[Exercise description]
Where a line holds the word "return", copy it from the records.

[Material provided]
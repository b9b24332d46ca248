use futures::StreamExt;
use serde::{Deserialize, Serialize};
use snafu::{ResultExt, ensure};
use tokio::sync::{mpsc, oneshot};

use mosaic_core::{ResponseFragment, StreamEvent};

use super::provider::{
    EmptyTurnSetSnafu, GenerateRequest, HttpRequestSnafu, LlmProvider, MissingApiKeySnafu, Part,
    ProviderConfig, ProviderError, ProviderResult, ProviderStreamHandle, ProviderWorker,
    UnexpectedStatusSnafu, make_event_stream,
};

pub const GEMINI_PROVIDER_ID: &str = "gemini";

/// Default image-capable chat model.
pub const DEFAULT_GEMINI_MODEL: &str = "gemini-2.5-flash-image";

/// Public Generative Language API endpoint.
pub const DEFAULT_GEMINI_BASE_URL: &str = "https://generativelanguage.googleapis.com/v1beta";

/// Streaming adapter for the `streamGenerateContent` REST endpoint.
///
/// The endpoint answers with server-sent events whose `data:` payloads are
/// JSON chunks; each chunk maps to one [`ResponseFragment`]. Any transport or
/// status failure is reported as a single terminal error event, never as a
/// panic or a propagated `Err` past stream open.
pub struct GeminiAdapter {
    config: ProviderConfig,
    client: reqwest::Client,
}

impl GeminiAdapter {
    pub fn new(config: ProviderConfig) -> ProviderResult<Self> {
        ensure!(
            !config.api_key.is_empty(),
            MissingApiKeySnafu {
                stage: "gemini-adapter-new",
                provider_id: config.provider_id.clone(),
            }
        );

        Ok(Self {
            config,
            client: reqwest::Client::new(),
        })
    }

    fn request_url(config: &ProviderConfig, model_id: &str) -> String {
        let base_url = if config.base_url.is_empty() {
            DEFAULT_GEMINI_BASE_URL
        } else {
            config.base_url.as_str()
        };
        let base_url = base_url.trim_end_matches('/');

        format!(
            "{base_url}/models/{model_id}:streamGenerateContent?alt=sse&key={key}",
            key = config.api_key
        )
    }

    async fn open_stream(
        client: &reqwest::Client,
        config: &ProviderConfig,
        request: &GenerateRequest,
    ) -> ProviderResult<reqwest::Response> {
        let url = Self::request_url(config, &request.model_id);
        let body = wire_request(request);

        let response = client
            .post(&url)
            .json(&body)
            .send()
            .await
            .context(HttpRequestSnafu {
                stage: "send-generate-request",
            })?;

        let status = response.status();
        if !status.is_success() {
            let body = response.text().await.unwrap_or_default();
            return UnexpectedStatusSnafu {
                stage: "generate-http-status",
                status: status.as_u16(),
                body,
            }
            .fail();
        }

        Ok(response)
    }

    fn emit_error_event(event_tx: &mpsc::UnboundedSender<StreamEvent>, error: ProviderError) {
        let _ = event_tx.send(StreamEvent::Error(error.to_string()));
    }

    async fn run_stream_worker(
        client: reqwest::Client,
        config: ProviderConfig,
        request: GenerateRequest,
        event_tx: mpsc::UnboundedSender<StreamEvent>,
        mut cancel_rx: oneshot::Receiver<()>,
    ) {
        let response = match Self::open_stream(&client, &config, &request).await {
            Ok(response) => response,
            Err(error) => {
                tracing::error!(
                    provider_id = %config.provider_id,
                    model_id = %request.model_id,
                    error = %error,
                    "failed to open provider stream"
                );
                Self::emit_error_event(&event_tx, error);
                return;
            }
        };

        let mut body = response.bytes_stream();
        let mut lines = SseLineBuffer::default();
        let mut cancelled = false;
        let mut stream_failed = false;

        loop {
            tokio::select! {
                _ = &mut cancel_rx => {
                    cancelled = true;
                    // Dropping the body stream closes the connection.
                    tracing::debug!("provider stream cancelled");
                    break;
                }
                next_chunk = body.next() => {
                    match next_chunk {
                        Some(Ok(bytes)) => {
                            for line in lines.push(&bytes) {
                                if let Some(fragment) = parse_sse_line(&line)
                                    && event_tx.send(StreamEvent::Fragment(fragment)).is_err()
                                {
                                    return;
                                }
                            }
                        }
                        Some(Err(source)) => {
                            stream_failed = true;
                            tracing::warn!(error = %source, "provider stream failed mid-body");
                            Self::emit_error_event(
                                &event_tx,
                                ProviderError::HttpRequest {
                                    stage: "read-stream-chunk",
                                    source,
                                },
                            );
                            break;
                        }
                        None => break,
                    }
                }
            }
        }

        if !cancelled && !stream_failed {
            let _ = event_tx.send(StreamEvent::Done);
        }
    }
}

impl LlmProvider for GeminiAdapter {
    fn id(&self) -> &str {
        &self.config.provider_id
    }

    fn name(&self) -> &str {
        "Google Gemini"
    }

    fn default_model(&self) -> &str {
        self.config
            .default_model
            .as_deref()
            .unwrap_or(DEFAULT_GEMINI_MODEL)
    }

    fn stream_generate(&self, request: GenerateRequest) -> ProviderResult<ProviderStreamHandle> {
        ensure!(
            !request.turns.is_empty(),
            EmptyTurnSetSnafu {
                stage: "stream-generate",
            }
        );

        let (event_tx, stream, cancel_rx) = make_event_stream();
        let worker: ProviderWorker = Box::pin(Self::run_stream_worker(
            self.client.clone(),
            self.config.clone(),
            request,
            event_tx,
            cancel_rx,
        ));

        Ok(ProviderStreamHandle { stream, worker })
    }
}

#[derive(Debug, Serialize)]
struct WireRequest<'a> {
    contents: Vec<WireContent<'a>>,
    #[serde(rename = "generationConfig", skip_serializing_if = "Option::is_none")]
    generation_config: Option<WireGenerationConfig>,
}

#[derive(Debug, Serialize)]
struct WireContent<'a> {
    role: &'static str,
    parts: Vec<WirePart<'a>>,
}

#[derive(Debug, Serialize)]
struct WirePart<'a> {
    #[serde(skip_serializing_if = "Option::is_none")]
    text: Option<&'a str>,
    #[serde(rename = "inlineData", skip_serializing_if = "Option::is_none")]
    inline_data: Option<WireInlineData<'a>>,
}

#[derive(Debug, Serialize)]
struct WireInlineData<'a> {
    #[serde(rename = "mimeType")]
    mime_type: &'a str,
    data: &'a str,
}

#[derive(Debug, Serialize)]
struct WireGenerationConfig {
    #[serde(skip_serializing_if = "Option::is_none")]
    temperature: Option<f64>,
    #[serde(rename = "maxOutputTokens", skip_serializing_if = "Option::is_none")]
    max_output_tokens: Option<u64>,
}

fn wire_request(request: &GenerateRequest) -> WireRequest<'_> {
    let contents = request
        .turns
        .iter()
        .map(|turn| WireContent {
            role: turn.role.as_str(),
            parts: turn
                .parts
                .iter()
                .map(|part| match part {
                    Part::Text(text) => WirePart {
                        text: Some(text.as_str()),
                        inline_data: None,
                    },
                    Part::InlineImage { data, media_type } => WirePart {
                        text: None,
                        inline_data: Some(WireInlineData {
                            mime_type: media_type,
                            data,
                        }),
                    },
                })
                .collect(),
        })
        .collect();

    let generation_config = if request.temperature.is_none() && request.max_tokens.is_none() {
        None
    } else {
        Some(WireGenerationConfig {
            temperature: request.temperature,
            max_output_tokens: request.max_tokens,
        })
    };

    WireRequest {
        contents,
        generation_config,
    }
}

#[derive(Debug, Deserialize)]
struct StreamChunk {
    #[serde(default)]
    candidates: Vec<ChunkCandidate>,
}

#[derive(Debug, Deserialize)]
struct ChunkCandidate {
    content: Option<ChunkContent>,
}

#[derive(Debug, Deserialize)]
struct ChunkContent {
    #[serde(default)]
    parts: Vec<ChunkPart>,
}

#[derive(Debug, Deserialize)]
struct ChunkPart {
    text: Option<String>,
    #[serde(rename = "inlineData", alias = "inline_data")]
    inline_data: Option<ChunkInlineData>,
}

#[derive(Debug, Deserialize)]
struct ChunkInlineData {
    data: String,
}

/// Reassembles complete lines from the response byte stream.
///
/// SSE data lines can straddle network chunk boundaries, so bytes are
/// buffered until a newline arrives and only whole lines are decoded.
#[derive(Debug, Default)]
struct SseLineBuffer {
    pending: Vec<u8>,
}

impl SseLineBuffer {
    fn push(&mut self, bytes: &[u8]) -> Vec<String> {
        self.pending.extend_from_slice(bytes);

        let mut lines = Vec::new();
        while let Some(newline) = self.pending.iter().position(|byte| *byte == b'\n') {
            let mut line: Vec<u8> = self.pending.drain(..=newline).collect();
            line.pop();
            if line.last() == Some(&b'\r') {
                line.pop();
            }
            lines.push(String::from_utf8_lossy(&line).into_owned());
        }
        lines
    }
}

/// Maps one SSE line to a fragment; non-data and unparseable lines yield
/// nothing.
fn parse_sse_line(line: &str) -> Option<ResponseFragment> {
    let payload = line.strip_prefix("data:")?.trim_start();
    if payload.is_empty() {
        return None;
    }

    match serde_json::from_str::<StreamChunk>(payload) {
        Ok(chunk) => Some(fragment_from_chunk(chunk)),
        Err(error) => {
            tracing::debug!(%error, "skipping unparseable stream line");
            None
        }
    }
}

fn fragment_from_chunk(chunk: StreamChunk) -> ResponseFragment {
    let mut text = String::new();
    let mut image = None;

    if let Some(candidate) = chunk.candidates.into_iter().next()
        && let Some(content) = candidate.content
    {
        for part in content.parts {
            if let Some(part_text) = part.text {
                text.push_str(&part_text);
            }
            if let Some(inline) = part.inline_data {
                // A chunk rarely carries more than one image; the last
                // inline part wins.
                image = Some(inline.data);
            }
        }
    }

    ResponseFragment { text, image }
}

[Result of this task]
            return UnexpectedStatusSnafu {
                return;
                                    return;
        return None;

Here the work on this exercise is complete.